Re: [PATCH 6/6] sched/numa: Delay retrying placement for automatic NUMA balance after wake_affine

From: Mel Gorman
Date: Tue Feb 13 2018 - 10:00:27 EST


On Tue, Feb 13, 2018 at 03:43:26PM +0100, Peter Zijlstra wrote:
> >
> > Well, it was deliberate. While it's possible to be on the same memory
> > node and not sharing cache, the scheduler typically is more concerned with
> > the LLC than NUMA per-se. If they share LLC, then I also assume that they
> > share memory locality.
>
> True, but the remaining code only has effect for numa balance, which is
> concerned with nodes.
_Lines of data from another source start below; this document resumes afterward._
//! The `Build` aggregate and the Path of Building XML parser.

use super::code::decode_import_code;
use super::item::{parse_item_text, ItemRecord};
use super::xml::{parse_document, XmlElement, XmlNode};
use crate::error::{Error, Result};
use indexmap::IndexMap;
use serde::Serialize;
use std::collections::HashMap;
use std::fmt;
use tracing::{debug, trace};

const DEFAULT_BUILD_NAME: &str = "Unnamed Build";
const DEFAULT_ITEM_SET: &str = "1";
const EMPTY_SLOT_ID: &str = "0";

/// Slots whose name contains any of these are not equipment
const EXCLUDED_SLOT_MARKERS: [&str; 2] = ["Abyssal", "Swap"];

/// Which game a build belongs to
#[derive(Debug, Clone, Copy, PartialEq, Eq, Hash, Serialize)]
#[serde(rename_all = "lowercase")]
pub enum Game {
    /// Path of Exile 1
    Poe1,
    /// Path of Exile 2
    Poe2,
}

impl Game {
    /// Human-readable game name
    pub fn display_name(self) -> &'static str {
        match self {
            Game::Poe1 => "Path of Exile 1",
            Game::Poe2 => "Path of Exile 2",
        }
    }

    /// Short identifier, as serialized
    pub fn as_str(self) -> &'static str {
        match self {
            Game::Poe1 => "poe1",
            Game::Poe2 => "poe2",
        }
    }
}

impl fmt::Display for Game {
    fn fmt(&self, f: &mut fmt::Formatter<'_>) -> fmt::Result {
        f.write_str(self.as_str())
    }
}

/// Allocated passives of the active tree spec
#[derive(Debug, Clone, Default, PartialEq, Eq, Serialize)]
pub struct PassiveTree {
    /// `treeVersion`, e.g. `3_25`
    pub tree_version: Option<String>,
    /// Spec title as shown in the PoB tree dropdown
    pub title: Option<String>,
    /// Allocated node ids, in the order PoB wrote them
    pub nodes: Vec<u32>,
}

/// A gem inside a skill group
#[derive(Debug, Clone, PartialEq, Eq, Serialize)]
pub struct Gem {
    /// Display name (`nameSpec`)
    pub name: String,
    /// Gem level
    pub level: Option<u32>,
    /// Gem quality
    pub quality: Option<u32>,
    /// Whether the gem is switched on
    pub enabled: bool,
}

/// One linked group of gems
#[derive(Debug, Clone, PartialEq, Eq, Serialize)]
pub struct SkillGroup {
    /// User label, if any
    pub label: Option<String>,
    /// Item slot the gems are socketed in
    pub slot: Option<String>,
    /// Whether the group is switched on
    pub enabled: bool,
    /// Gems in socket order
    pub gems: Vec<Gem>,
}

/// A character build parsed from a Path of Building export
#[derive(Debug, Clone, Serialize)]
pub struct Build {
    /// Game the build was exported for
    pub game: Game,
    /// `buildName`, or "Unnamed Build"
    pub name: String,
    /// Base class, e.g. `Witch`
    pub character_class: String,
    /// Character level
    pub level: i64,
    /// Ascendancy class
    pub ascendancy: Option<String>,
    /// Equipped item per slot name
    pub items: IndexMap<String, ItemRecord>,
    /// Active passive tree spec
    pub passive_tree: Option<PassiveTree>,
    /// Skill groups of the active skill set
    pub skills: Option<Vec<SkillGroup>>,
    /// Where the build came from; always `pob`
    pub source: &'static str,
    /// The whole export, structurally mirrored
    pub raw_xml_snapshot: XmlNode,
}

impl Build {
    /// Item equipped in `slot`, e.g. `"Weapon 1"` or `"Amulet"`
    pub fn item_in_slot(&self, slot: &str) -> Option<&ItemRecord> {
        self.items.get(slot)
    }
}

/// Parse a Path of Building XML export
pub fn parse_pob_xml(xml: &str, game: Game) -> Result<Build> {
    let root = parse_document(xml)?;

    let build = root.child("Build").ok_or(Error::MissingBuildElement)?;
    let character_class = build
        .non_empty_attr("className")
        .ok_or(Error::MissingAttribute("className"))?;
    let level_raw = build
        .non_empty_attr("level")
        .ok_or(Error::MissingAttribute("level"))?;
    let level = level_raw
        .trim()
        .parse::<i64>()
        .map_err(|_| Error::InvalidLevel(level_raw.to_string()))?;

    let items = extract_items(&root);
    debug!(
        class = character_class,
        level,
        slots = items.len(),
        "Parsed PoB build"
    );

    Ok(Build {
        game,
        name: build
            .non_empty_attr("buildName")
            .unwrap_or(DEFAULT_BUILD_NAME)
            .to_string(),
        character_class: character_class.to_string(),
        level,
        ascendancy: build.non_empty_attr("ascendClassName").map(str::to_string),
        items,
        passive_tree: extract_passive_tree(&root),
        skills: extract_skills(&root),
        source: "pob",
        raw_xml_snapshot: XmlNode::from(&root),
    })
}

/// Decode an import code and parse the XML inside it
pub fn parse_pob_code(import_code: &str, game: Game) -> Result<Build> {
    let xml = decode_import_code(import_code)?;
    parse_pob_xml(&xml, game)
}

/// Equipped items of the active item set, keyed by slot name
pub fn extract_items(root: &XmlElement) -> IndexMap<String, ItemRecord> {
    let mut slots = IndexMap::new();
    let Some(items) = root.child("Items") else {
        return slots;
    };

    let mut by_id: HashMap<&str, ItemRecord> = HashMap::new();
    for item in items.children_named("Item") {
        match item.non_empty_attr("id") {
            Some(id) if !item.text().trim().is_empty() => {
                by_id.insert(id, parse_item_text(item.text()));
            }
            _ => {}
        }
    }
    debug!("Parsed {} items", by_id.len());

    let active = items.attr("activeItemSet").unwrap_or(DEFAULT_ITEM_SET);
    let Some(item_set) =
        root.find_descendant(|e| e.tag == "ItemSet" && e.attr("id") == Some(active))
    else {
        debug!("No item set with id {active}");
        return slots;
    };

    for slot in item_set.children_named("Slot") {
        let name = slot.attr("name").unwrap_or("");
        let item_id = slot.attr("itemId").unwrap_or(EMPTY_SLOT_ID);

        if item_id == EMPTY_SLOT_ID {
            continue;
        }
        if EXCLUDED_SLOT_MARKERS.iter().any(|m| name.contains(m)) {
            trace!("Skipping slot {name}");
            continue;
        }
        match by_id.get(item_id) {
            Some(item) => {
                slots.insert(name.to_string(), item.clone());
            }
            None => trace!("Slot {name} references unknown item {item_id}"),
        }
    }

    slots
}

fn extract_passive_tree(root: &XmlElement) -> Option<PassiveTree> {
    let tree = root.child("Tree")?;
    let spec = select_active_spec(tree)?;

    let nodes = spec
        .attr("nodes")
        .unwrap_or("")
        .split(',')
        .filter_map(|node| node.trim().parse().ok())
        .collect();

    Some(PassiveTree {
        tree_version: spec.non_empty_attr("treeVersion").map(str::to_string),
        title: spec.non_empty_attr("title").map(str::to_string),
        nodes,
    })
}

fn extract_skills(root: &XmlElement) -> Option<Vec<SkillGroup>> {
    let skills = root.child("Skills")?;
    // older exports put <Skill> directly under <Skills>
    let holder = select_active_skill_set(skills).unwrap_or(skills);

    Some(holder.children_named("Skill").map(skill_group).collect())
}

fn skill_group(skill: &XmlElement) -> SkillGroup {
    SkillGroup {
        label: skill.non_empty_attr("label").map(str::to_string),
        slot: skill.non_empty_attr("slot").map(str::to_string),
        enabled: flag(skill, "enabled"),
        gems: skill
            .children_named("Gem")
            .map(|gem| Gem {
                name: gem
                    .non_empty_attr("nameSpec")
                    .or_else(|| gem.non_empty_attr("skillId"))
                    .unwrap_or("")
                    .to_string(),
                level: number(gem, "level"),
                quality: number(gem, "quality"),
                enabled: flag(gem, "enabled"),
            })
            .collect(),
    }
}

/// The `<Spec>` at the 1-based `activeSpec` position, else the first one
fn select_active_spec(tree: &XmlElement) -> Option<&XmlElement> {
    tree.attr("activeSpec")
        .and_then(|a| a.trim().parse::<usize>().ok())
        .and_then(|n| n.checked_sub(1))
        .and_then(|i| tree.children_named("Spec").nth(i))
        .or_else(|| tree.child("Spec"))
}

/// The `<SkillSet>` whose id is `activeSkillSet`, else the first one
fn select_active_skill_set(skills: &XmlElement) -> Option<&XmlElement> {
    let active = skills.attr("activeSkillSet");
    skills
        .children_named("SkillSet")
        .find(|set| active.is_some() && set.attr("id") == active)
        .or_else(|| skills.child("SkillSet"))
}

/// Boolean attribute; missing means true, as PoB omits defaults
fn flag(element: &XmlElement, name: &str) -> bool {
    element.attr(name).map_or(true, |v| v != "false")
}

fn number(element: &XmlElement, name: &str) -> Option<u32> {
    element.attr(name).and_then(|v| v.trim().parse().ok())
}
So I don't see the point of using something
> potentially smaller.
>
> Suppose someone did hardware where a node has 2 cache clusters, then
> we'd still set a wake_affine back-off for numa-balance, even though it
> remains on the same node.
>
> How would that be useful?

Fair point, it could be unexpected from a NUMA balancing perspective and
sub-numa clustering does exist so it's a potential issue. I'm happy to
change it to cpu_to_node. I can resend the series if you prefer but feel
free to change it in-place if you're picking it up. I do not expect any
change on the machines I tested with as for all of them LLC was equivalent
to checking the node ID.

--
Mel Gorman
SUSE Labs